Sunday, March 2, 2008

building on spatial credit

It is one thing to build the shell of the building and let the occupants design/decide what goes inside. Many American architects do this, especially for skyscrapers. It was the approach taken by Cook+Fox for the One Bryant Park tower, and it is not uncommon for a firm to refer to itself as "core and shell" architects.

But it is quite a different thing to build a structure without even knowing if it is to be inhabitated, and what's more, not caring if it is to be inhabited. The Chinese are building on spatial credit, consuming now what will be needed in the future. It is a flaw in statistical strategizing that they measure economic success by amount of built space, and a flaw in governing structure that that statistic is being manipulated through forced infaltion. But it is an interesting architectural strategy to simply put up the frame of a building for someone else to fill in (or not) and inhabit (or not).
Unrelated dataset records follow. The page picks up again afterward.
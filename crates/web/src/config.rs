use anyhow::{Context, Result};

#[derive(Debug, Clone)]
pub struct Config {
    pub host: String,
    pub port: u16,
    pub database_url: String,
    pub database_max_connections: u32,
}

impl Config {
    pub fn from_env() -> Result<Self> {
        Ok(Self {
            host: std::env::var("HOST").context("Cannot load HOST env variable")?,
            port: std::env::var("PORT")
                .context("Cannot load PORT env variable")?
                .parse()
                .context("PORT must be a number")?,
            database_url: std::env::var("DATABASE_URL")
                .context("Cannot load DATABASE_URL env variable")?,
            database_max_connections: match std::env::var("DATABASE_MAX_CONNECTIONS") {
                Ok(value) => value
                    .parse()
                    .context("DATABASE_MAX_CONNECTIONS must be a number")?,
                Err(_) => 10,
            },
        })
    }

    /// Database URL with credentials stripped, for logging
    pub fn redacted_database_url(&self) -> &str {
        self.database_url
            .split('@')
            .next_back()
            .unwrap_or("unknown")
    }
}
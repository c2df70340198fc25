use sqlx::PgPool;
use storage::{
    dto::{
        common::PaginationParams,
        matches::{CreateMatchRequest, MatchDetailResponse, MatchResponse, UpdateMatchRequest},
        participant::ParticipantResponse,
    },
    error::Result,
    models::Match,
    repository::{matches::MatchRepository, participant::ParticipantRepository},
    services::match_mediator::MatchMediator,
};
use uuid::Uuid;

pub async fn list_matches(
    pool: &PgPool,
    pagination: &PaginationParams,
) -> Result<(Vec<Match>, i64)> {
    let repo = MatchRepository::new(pool);
    repo.list(pagination).await
}

pub async fn list_sport_matches(pool: &PgPool, sport: &str) -> Result<Vec<Match>> {
    MatchMediator::new(pool).list_for_sport(sport).await
}

/// Create a match of the given sport through the mediator
pub async fn create_match(pool: &PgPool, sport: &str, request: &CreateMatchRequest) -> Result<Match> {
    MatchMediator::new(pool).create(sport, request).await
}

pub async fn get_sport_match(pool: &PgPool, sport: &str, id: Uuid) -> Result<Match> {
    MatchMediator::new(pool).find_for_sport(sport, id).await
}

pub async fn get_match(pool: &PgPool, id: Uuid) -> Result<Match> {
    let repo = MatchRepository::new(pool);
    repo.find_by_id(id).await
}

/// A match with its roster and the records its sport keeps
pub async fn get_match_detailed(pool: &PgPool, id: Uuid) -> Result<MatchDetailResponse> {
    let m = MatchRepository::new(pool).find_by_id(id).await?;
    let details = MatchMediator::new(pool).details(&m).await?;
    let participants = ParticipantRepository::new(pool).list_by_match(id).await?;

    Ok(MatchDetailResponse {
        summary: MatchResponse::from(m),
        participants: participants
            .into_iter()
            .map(ParticipantResponse::from)
            .collect(),
        details,
    })
}

pub async fn find_match_type(pool: &PgPool, id: Uuid) -> Result<String> {
    MatchMediator::new(pool).find_match_type_by_id(id).await
}

pub async fn update_match(pool: &PgPool, id: Uuid, request: &UpdateMatchRequest) -> Result<Match> {
    MatchMediator::new(pool).update(id, request).await
}

pub async fn delete_match(pool: &PgPool, id: Uuid) -> Result<()> {
    MatchMediator::new(pool).delete(id).await
}
use sqlx::PgPool;
use uuid::Uuid;

use crate::dto::participant::{CreateParticipantRequest, UpdateParticipantRequest};
use crate::error::{Result, StorageError};
use crate::models::Participant;

/// Repository for Participant database operations
pub struct ParticipantRepository<'a> {
    pool: &'a PgPool,
}

impl<'a> ParticipantRepository<'a> {
    pub fn new(pool: &'a PgPool) -> Self {
        Self { pool }
    }

    pub async fn list(&self) -> Result<Vec<Participant>> {
        let participants = sqlx::query_as::<_, Participant>(
            r#"
            SELECT participant_id, name, class_code, team_id, created_at
            FROM participants
            ORDER BY name ASC
            "#,
        )
        .fetch_all(self.pool)
        .await?;

        Ok(participants)
    }

    pub async fn list_by_team(&self, team_id: Uuid) -> Result<Vec<Participant>> {
        let participants = sqlx::query_as::<_, Participant>(
            r#"
            SELECT participant_id, name, class_code, team_id, created_at
            FROM participants
            WHERE team_id = $1
            ORDER BY name ASC
            "#,
        )
        .bind(team_id)
        .fetch_all(self.pool)
        .await?;

        Ok(participants)
    }

    /// Roster of a match
    pub async fn list_by_match(&self, match_id: Uuid) -> Result<Vec<Participant>> {
        let participants = sqlx::query_as::<_, Participant>(
            r#"
            SELECT p.participant_id, p.name, p.class_code, p.team_id, p.created_at
            FROM match_participants mp
            JOIN participants p ON p.participant_id = mp.participant_id
            WHERE mp.match_id = $1
            ORDER BY p.name ASC
            "#,
        )
        .bind(match_id)
        .fetch_all(self.pool)
        .await?;

        Ok(participants)
    }

    /// Fetch every listed participant, failing on the first id that does not exist
    pub async fn find_many(&self, ids: &[Uuid]) -> Result<Vec<Participant>> {
        if ids.is_empty() {
            return Ok(Vec::new());
        }

        let participants = sqlx::query_as::<_, Participant>(
            r#"
            SELECT participant_id, name, class_code, team_id, created_at
            FROM participants
            WHERE participant_id = ANY($1)
            "#,
        )
        .bind(ids)
        .fetch_all(self.pool)
        .await?;

        if let Some(missing) = ids
            .iter()
            .find(|id| !participants.iter().any(|p| p.participant_id == **id))
        {
            return Err(StorageError::not_found("Participant", missing));
        }

        Ok(participants)
    }

    pub async fn find_by_id(&self, id: Uuid) -> Result<Participant> {
        sqlx::query_as::<_, Participant>(
            r#"
            SELECT participant_id, name, class_code, team_id, created_at
            FROM participants
            WHERE participant_id = $1
            "#,
        )
        .bind(id)
        .fetch_optional(self.pool)
        .await?
        .ok_or_else(|| StorageError::not_found("Participant", id))
    }

    pub async fn create(&self, req: &CreateParticipantRequest) -> Result<Participant> {
        let participant = sqlx::query_as::<_, Participant>(
            r#"
            INSERT INTO participants (name, class_code, team_id)
            VALUES ($1, $2, $3)
            RETURNING participant_id, name, class_code, team_id, created_at
            "#,
        )
        .bind(&req.name)
        .bind(&req.class_code)
        .bind(req.team_id)
        .fetch_one(self.pool)
        .await
        .map_err(|e| StorageError::from(e).on_constraint("Team does not exist"))?;

        Ok(participant)
    }

    /// Update a participant. Moving to another team is refused while the participant is on a
    /// roster of a match the new team does not play, or owns goals or cards of the old team.
    pub async fn update(
        &self,
        existing: &Participant,
        req: &UpdateParticipantRequest,
    ) -> Result<Participant> {
        let name = req.name.as_ref().unwrap_or(&existing.name);
        let class_code = req.class_code.as_ref().unwrap_or(&existing.class_code);
        let team_id = req.team_id.unwrap_or(existing.team_id);

        let mut tx = self.pool.begin().await?;

        if team_id != existing.team_id {
            let tied = sqlx::query_scalar::<_, bool>(
                r#"
                SELECT EXISTS (
                    SELECT 1
                    FROM match_participants mp
                    JOIN matches m ON m.match_id = mp.match_id
                    WHERE mp.participant_id = $1
                      AND m.team_a_id <> $2
                      AND m.team_b_id <> $2
                )
                OR EXISTS (SELECT 1 FROM goals WHERE participant_id = $1 AND team_id <> $2)
                OR EXISTS (SELECT 1 FROM penalty_cards WHERE participant_id = $1 AND team_id <> $2)
                "#,
            )
            .bind(existing.participant_id)
            .bind(team_id)
            .fetch_one(&mut *tx)
            .await?;

            if tied {
                return Err(StorageError::Unprocessable(format!(
                    "Participant {} has matches or records that team {} does not share",
                    existing.participant_id, team_id
                )));
            }
        }

        let participant = sqlx::query_as::<_, Participant>(
            r#"
            UPDATE participants
            SET name = $2,
                class_code = $3,
                team_id = $4
            WHERE participant_id = $1
            RETURNING participant_id, name, class_code, team_id, created_at
            "#,
        )
        .bind(existing.participant_id)
        .bind(name)
        .bind(class_code)
        .bind(team_id)
        .fetch_optional(&mut *tx)
        .await
        .map_err(|e| StorageError::from(e).on_constraint("Team does not exist"))?
        .ok_or_else(|| StorageError::not_found("Participant", existing.participant_id))?;

        tx.commit().await?;

        Ok(participant)
    }

    /// Delete a participant. Fails while goals or cards still reference them.
    pub async fn delete(&self, id: Uuid) -> Result<()> {
        let result = sqlx::query("DELETE FROM participants WHERE participant_id = $1")
            .bind(id)
            .execute(self.pool)
            .await
            .map_err(|e| {
                StorageError::from(e).on_constraint("Participant still owns goals or penalty cards")
            })?;

        if result.rows_affected() == 0 {
            return Err(StorageError::not_found("Participant", id));
        }

        Ok(())
    }
}
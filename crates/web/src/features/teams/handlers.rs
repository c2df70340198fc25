use axum::{
    Json,
    extract::State,
    http::StatusCode,
    response::{IntoResponse, Response},
};
use storage::{
    Database,
    dto::{
        common::{PaginatedResponse, PaginationParams},
        matches::MatchResponse,
        participant::ParticipantResponse,
        team::{CreateTeamRequest, TeamResponse, UpdateTeamRequest},
    },
};
use uuid::Uuid;
use validator::Validate;

use crate::error::{ExceptionDetails, WebError};
use crate::extract::{ApiJson, ApiPath, ApiQuery};

use super::services;

#[utoipa::path(
    get,
    path = "/api/teams",
    params(PaginationParams),
    responses(
        (status = 200, description = "Teams ordered by points", body = PaginatedResponse<TeamResponse>),
        (status = 400, description = "Invalid pagination", body = ExceptionDetails)
    ),
    tag = "teams"
)]
pub async fn list_teams(
    State(db): State<Database>,
    ApiQuery(pagination): ApiQuery<PaginationParams>,
) -> Result<Response, WebError> {
    pagination.validate().map_err(WebError::BadRequest)?;

    let (teams, total_items) = services::list_teams(db.pool(), &pagination).await?;

    let response = PaginatedResponse::new(
        teams.into_iter().map(TeamResponse::from).collect(),
        pagination.page,
        pagination.page_size,
        total_items,
    );

    Ok(Json(response).into_response())
}

#[utoipa::path(
    get,
    path = "/api/teams/{id}",
    params(
        ("id" = Uuid, Path, description = "Team ID")
    ),
    responses(
        (status = 200, description = "Team found", body = TeamResponse),
        (status = 404, description = "Team not found", body = ExceptionDetails)
    ),
    tag = "teams"
)]
pub async fn get_team(
    State(db): State<Database>,
    ApiPath(id): ApiPath<Uuid>,
) -> Result<Response, WebError> {
    let team = services::get_team(db.pool(), id).await?;

    Ok(Json(TeamResponse::from(team)).into_response())
}

#[utoipa::path(
    post,
    path = "/api/teams",
    request_body = CreateTeamRequest,
    responses(
        (status = 201, description = "Team created successfully", body = TeamResponse),
        (status = 400, description = "Validation error", body = ExceptionDetails),
        (status = 409, description = "Team name already taken", body = ExceptionDetails)
    ),
    tag = "teams"
)]
pub async fn create_team(
    State(db): State<Database>,
    ApiJson(req): ApiJson<CreateTeamRequest>,
) -> Result<Response, WebError> {
    req.validate()?;

    let team = services::create_team(db.pool(), &req).await?;

    Ok((StatusCode::CREATED, Json(TeamResponse::from(team))).into_response())
}

#[utoipa::path(
    put,
    path = "/api/teams/{id}",
    params(
        ("id" = Uuid, Path, description = "Team ID")
    ),
    request_body = UpdateTeamRequest,
    responses(
        (status = 200, description = "Team updated successfully", body = TeamResponse),
        (status = 400, description = "Validation error", body = ExceptionDetails),
        (status = 404, description = "Team not found", body = ExceptionDetails),
        (status = 409, description = "Team name already taken", body = ExceptionDetails)
    ),
    tag = "teams"
)]
pub async fn update_team(
    State(db): State<Database>,
    ApiPath(id): ApiPath<Uuid>,
    ApiJson(req): ApiJson<UpdateTeamRequest>,
) -> Result<Response, WebError> {
    req.validate()?;

    let updated = services::update_team(db.pool(), id, &req).await?;

    Ok(Json(TeamResponse::from(updated)).into_response())
}

#[utoipa::path(
    delete,
    path = "/api/teams/{id}",
    params(
        ("id" = Uuid, Path, description = "Team ID")
    ),
    responses(
        (status = 204, description = "Team and its participants deleted"),
        (status = 404, description = "Team not found", body = ExceptionDetails),
        (status = 409, description = "Team still plays in matches", body = ExceptionDetails)
    ),
    tag = "teams"
)]
pub async fn delete_team(
    State(db): State<Database>,
    ApiPath(id): ApiPath<Uuid>,
) -> Result<Response, WebError> {
    services::delete_team(db.pool(), id).await?;

    Ok(StatusCode::NO_CONTENT.into_response())
}

#[utoipa::path(
    get,
    path = "/api/teams/{id}/participants",
    params(
        ("id" = Uuid, Path, description = "Team ID")
    ),
    responses(
        (status = 200, description = "Members of the team", body = Vec<ParticipantResponse>),
        (status = 404, description = "Team not found", body = ExceptionDetails)
    ),
    tag = "teams"
)]
pub async fn list_team_participants(
    State(db): State<Database>,
    ApiPath(id): ApiPath<Uuid>,
) -> Result<Response, WebError> {
    let participants = services::list_team_participants(db.pool(), id).await?;

    let response: Vec<ParticipantResponse> = participants
        .into_iter()
        .map(ParticipantResponse::from)
        .collect();

    Ok(Json(response).into_response())
}

#[utoipa::path(
    get,
    path = "/api/teams/{id}/matches",
    params(
        ("id" = Uuid, Path, description = "Team ID")
    ),
    responses(
        (status = 200, description = "Matches the team plays in", body = Vec<MatchResponse>),
        (status = 404, description = "Team not found", body = ExceptionDetails)
    ),
    tag = "teams"
)]
pub async fn list_team_matches(
    State(db): State<Database>,
    ApiPath(id): ApiPath<Uuid>,
) -> Result<Response, WebError> {
    let matches = services::list_team_matches(db.pool(), id).await?;

    let response: Vec<MatchResponse> = matches.into_iter().map(MatchResponse::from).collect();

    Ok(Json(response).into_response())
}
I can't help but draw connections to the current condition of Syracuse - vacancy initiated not through choice and bureaucratic zeal but through abandonment and neglect - which is a city full of empty frames waiting to be filled up. Right now, there are many of these empty frames in Syracuse becoming re-inhabited: the Warehouse, the fabric of the near west-side, various infill buildings downtown being converted to housing, and (most famously) Armory Square. The city, having been deserted and forgotten, has turned into the coveted Tabula Rasa where any intervention is good intervention. What China is doing is constructing vacancy, simply skipping the golden age bit and skipping straight to revitalization. And this is nothing new. Historically, newly developing countries have been known for skipping a few crucial steps that their predecessors took so that they could advance faster and catch up/surpass those predecessors. Just as America's industrial machine quickly outpaced the rusting British industrial establishment, so has China's (sub)urban sprawl quickly surpassed the lazy American dream.